The defendant must first prove that the expression made relates to a matter of public interest.
If this threshold is crossed, then the onus shifts to the plaintiff to establish that the claim has substantial merit and that the defendant has no valid defence.
Further, the plaintiff must show that the harm suffered or likely to be suffered as a result of the defendant's expression is sufficiently serious that the public interest in permitting the proceeding to continue outweighs the public interest in protecting that expression.
Justice Morgan held that the comments made by CBC passed the public interest test. He noted that there is a public interest in keeping investigative journalism viable and free from undue litigation burdens.
Moreover, the public has an interest in knowing the ingredients, and percentage quantities thereof, of the foods they commonly ingest.
Turning to the second part of the test, the "merits" stage does not involve a full adjudication of the claim on its merits. A claim has "substantial merit" if, upon examination, it shows to be legally tenable and supported by evidence, which could lead a reasonable trier to conclude that the claim has a real chance of success.
Justice Morgan determined that Subway's claim against CBC had substantial merit. Subway submitted evidence showing that its chicken products contain no more than 1% soy filler. There was also evidence that the tests relied on by CBC were flawed.
Justice Morgan was satisfied that CBC had a valid defence. CBC relied on the defence of responsible communication. This defence does not require a defendant to show that its reporting was accurate. However, the defendant must demonstrate that its efforts in gathering and communicating the impugned information were responsible.
CBC demonstrated that it was reasonably diligent in the steps taken to validate the accuracy of the statements made. CBC relied on testing by Trent University. Further, CBC retained its own expert who confirmed that the university's laboratory methodology and results were credible.
Moreover, CBC gave Subway ample time to respond to the allegations that its sandwiches could contain just 50% chicken, and it incorporated Subway's position into its television program and a follow-up blog.
Balance of Harms
Since Subway did not satisfy the onus of showing that CBC did not have a valid defence, Subway's action against CBC was dismissed.
Nevertheless, Justice Morgan went on to consider the "balance of harms" part of the test. He noted that the purposes of the anti-SLAPP legislation are outlined in section 137.1 of the Courts of Justice Act as follows:
- To encourage individuals to express themselves on matters of public interest
- To promote broad participation in debates on matters of public interest
- To discourage the use of litigation as a means of unduly limiting expression on matters of public interest
- To reduce the risk that participation by the public in debates on matters of public interest will be hampered by fear of legal action
Subway estimated that CBC's story reached 3 billion people. The story was reported in, among other places, USA Today, New York Post, Brietbart News, and Perez Hilton. Subway submitted expert evidence showing that its damages due to lost sales were around $52.3 million in the United States and around $1.5 million in Canada. Subway also incurred significant legal fees.

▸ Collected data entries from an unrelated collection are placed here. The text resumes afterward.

//! One pure state machine per variant. Every transition takes the current
//! state by reference and returns the next one; nothing here rolls dice.

pub mod balut;
pub mod chicago;
pub mod custom;
pub mod greed;
pub mod mexico;
pub mod pig;
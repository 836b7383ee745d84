//! Mexico: a timed round of two-dice rolls against an opponent score.
//!
//! The round starts a countdown; rolls are collected until the player stands
//! or the clock runs out, then the best roll (by [`rules::mexico_rank`]) is
//! compared with the opponent's. A strictly worse roll costs a life.

use tracing::{debug, info};

use crate::error::{EngineError, EngineResult};
use crate::model::{MexicoState, MexicoStatus, Variant};
use crate::rules::{self, MEXICO_LIVES, MEXICO_MAX_ROUNDS};

pub fn initialize(round_seconds: u32) -> MexicoState {
    MexicoState {
        lives: MEXICO_LIVES,
        round_scores: vec![],
        current_round_number: 1,
        is_timer_running: false,
        round_time_seconds: round_seconds,
        round_length_seconds: round_seconds,
        round_started_at_ms: None,
        highest_score: 0,
        is_game_over: false,
        game_status: MexicoStatus::Waiting,
    }
}

fn ensure_live(state: &MexicoState) -> EngineResult<()> {
    if state.is_game_over { Err(EngineError::GameOver) } else { Ok(()) }
}

/// Starts the countdown. Starting a round that is already running is a no-op.
pub fn start_round(state: &MexicoState, now_ms: u64) -> EngineResult<MexicoState> {
    ensure_live(state)?;
    if state.is_timer_running { return Ok(state.clone()); }
    debug!(round = state.current_round_number, now_ms, "mexico: round started");
    Ok(MexicoState {
        round_scores: vec![],
        is_timer_running: true,
        round_time_seconds: state.round_length_seconds,
        round_started_at_ms: Some(now_ms),
        game_status: MexicoStatus::Rolling,
        ..state.clone()
    })
}

pub fn handle_turn(state: &MexicoState, dice: &[u8]) -> EngineResult<MexicoState> {
    ensure_live(state)?;
    rules::check_dice(Variant::Mexico, dice, 2, 2)?;
    if !state.is_timer_running {
        debug!(round = state.current_round_number, "mexico: roll outside a running round");
        return Err(EngineError::RoundNotRunning);
    }
    let score = rules::mexico_score(dice[0], dice[1]);
    let mut next = state.clone();
    next.round_scores.push(score);
    next.game_status = MexicoStatus::Rolling;
    Ok(next)
}

/// Recomputes the seconds left; the flag is true when this tick ran the clock out.
pub fn tick(state: &MexicoState, now_ms: u64) -> EngineResult<(MexicoState, bool)> {
    ensure_live(state)?;
    let started = match (state.is_timer_running, state.round_started_at_ms) {
        (true, Some(at)) => at,
        _ => return Ok((state.clone(), false)),
    };
    let elapsed = (now_ms.saturating_sub(started) / 1000).min(u32::MAX as u64) as u32;
    let mut next = state.clone();
    next.round_time_seconds = state.round_length_seconds.saturating_sub(elapsed);
    let expired = next.round_time_seconds == 0;
    if expired {
        debug!(round = state.current_round_number, "mexico: round timer expired");
        next.is_timer_running = false;
    }
    Ok((next, expired))
}

/// Stops the clock early; the round still has to be settled with [`end_round`].
pub fn stand(state: &MexicoState) -> EngineResult<MexicoState> {
    ensure_live(state)?;
    Ok(MexicoState { is_timer_running: false, ..state.clone() })
}

pub fn best_round_score(state: &MexicoState) -> Option<u32> {
    state.round_scores.iter().copied().max_by_key(|&s| rules::mexico_rank(s))
}

pub fn end_round(state: &MexicoState, opponent_score: u32) -> EngineResult<MexicoState> {
    ensure_live(state)?;
    let best = best_round_score(state);
    let won = best.map_or(false, |b| rules::mexico_rank(b) >= rules::mexico_rank(opponent_score));
    let mut next = state.clone();
    next.is_timer_running = false;
    match best {
        Some(b) if won => {
            if rules::mexico_rank(b) > rules::mexico_rank(next.highest_score) { next.highest_score = b; }
            next.game_status = MexicoStatus::RoundWon;
        }
        _ => {
            next.lives = next.lives.saturating_sub(1);
            next.game_status = MexicoStatus::RoundLost;
        }
    }
    info!(round = state.current_round_number, best = ?best, opponent_score, won, lives = next.lives, "mexico: round settled");

    if next.lives == 0 || state.current_round_number >= MEXICO_MAX_ROUNDS {
        info!(highest = next.highest_score, lives = next.lives, "mexico: game over");
        next.is_game_over = true;
        next.game_status = MexicoStatus::GameOver;
    } else {
        next.current_round_number += 1;
        next.round_scores.clear();
        next.round_time_seconds = next.round_length_seconds;
        next.round_started_at_ms = None;
    }
    Ok(next)
}

#[cfg(test)]
mod tests {
    use super::*;

    #[test]
    fn rolls_collect_scores() {
        let s = start_round(&initialize(15), 0).unwrap();
        let s = handle_turn(&s, &[2, 1]).unwrap();
        let s = handle_turn(&s, &[4, 4]).unwrap();
        let s = handle_turn(&s, &[3, 5]).unwrap();
        assert_eq!(s.round_scores, vec![21, 44, 53]);
        assert_eq!(best_round_score(&s), Some(21));
        assert_eq!(s.game_status, MexicoStatus::Rolling);
    }

    #[test]
    fn timer_counts_down_and_expires() {
        let s = start_round(&initialize(15), 1_000).unwrap();
        let (s, expired) = tick(&s, 5_500).unwrap();
        assert!(!expired);
        assert_eq!(s.round_time_seconds, 11);
        let (s, expired) = tick(&s, 16_000).unwrap();
        assert!(expired);
        assert!(!s.is_timer_running);
        assert_eq!(s.round_time_seconds, 0);
        // a stopped clock never expires twice
        let (_, again) = tick(&s, 20_000).unwrap();
        assert!(!again);
    }

    #[test]
    fn worse_roll_costs_a_life() {
        let s = handle_turn(&start_round(&initialize(15), 0).unwrap(), &[3, 1]).unwrap();
        let next = end_round(&s, 54).unwrap();
        assert_eq!(next.lives, MEXICO_LIVES - 1);
        assert_eq!(next.game_status, MexicoStatus::RoundLost);
        assert_eq!(next.current_round_number, 2);
        assert!(next.round_scores.is_empty());
    }

    #[test]
    fn doubles_beat_a_high_plain_roll() {
        let s = handle_turn(&start_round(&initialize(15), 0).unwrap(), &[1, 1]).unwrap();
        let next = end_round(&s, 65).unwrap();
        assert_eq!(next.lives, MEXICO_LIVES);
        assert_eq!(next.game_status, MexicoStatus::RoundWon);
        assert_eq!(next.highest_score, 11);
    }

    #[test]
    fn an_empty_round_is_lost() {
        let s = start_round(&initialize(15), 0).unwrap();
        assert_eq!(end_round(&s, 21).unwrap().lives, MEXICO_LIVES - 1);
    }

    #[test]
    fn sixth_round_ends_the_game() {
        let mut s = initialize(15);
        for _ in 0..MEXICO_MAX_ROUNDS {
            s = start_round(&s, 0).unwrap();
            s = handle_turn(&s, &[2, 1]).unwrap();
            s = end_round(&s, 30).unwrap();
        }
        assert!(s.is_game_over);
        assert_eq!(s.game_status, MexicoStatus::GameOver);
        assert_eq!(s.current_round_number, MEXICO_MAX_ROUNDS);
        assert_eq!(s.highest_score, 21);
        assert_eq!(handle_turn(&s, &[1, 1]), Err(EngineError::GameOver));
    }

    #[test]
    fn losing_every_life_ends_the_game_early() {
        let mut s = MexicoState { lives: 1, ..initialize(15) };
        s = end_round(&s, 21).unwrap();
        assert_eq!(s.lives, 0);
        assert!(s.is_game_over);
        assert_eq!(s.current_round_number, 1);
    }

    #[test]
    fn rolls_need_a_running_round() {
        assert_eq!(handle_turn(&initialize(15), &[2, 1]), Err(EngineError::RoundNotRunning));

        let s = handle_turn(&start_round(&initialize(15), 0).unwrap(), &[3, 1]).unwrap();
        let (s, expired) = tick(&s, 15_000).unwrap();
        assert!(expired);
        assert_eq!(handle_turn(&s, &[2, 1]), Err(EngineError::RoundNotRunning));
        assert_eq!(best_round_score(&s), Some(31));

        let stood = stand(&start_round(&initialize(15), 0).unwrap()).unwrap();
        assert_eq!(handle_turn(&stood, &[4, 4]), Err(EngineError::RoundNotRunning));
    }

    #[test]
    fn rejects_a_single_die() {
        assert!(matches!(
            handle_turn(&initialize(15), &[3]),
            Err(EngineError::InvalidDiceCount { actual: 1, .. })
        ));
    }
}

CBC argued that Subway's U.S.-based losses were greatly inflated and that it is unlikely that a Canadian-based news magazine broadcast and publication would have such an overweight impact in the United States.
Justice Morgan concluded that the public purposes are fulfilled by dismissing the action against CBC and outweigh any potential impact that this may have on the private interests of Subway.
His Honour indicated that "[t]he interest in this case goes well beyond the seemingly quaint issue of chicken sandwiches. It touches on food product ingredients and truth in labelling food products, which is a consumer protection issue of the highest order".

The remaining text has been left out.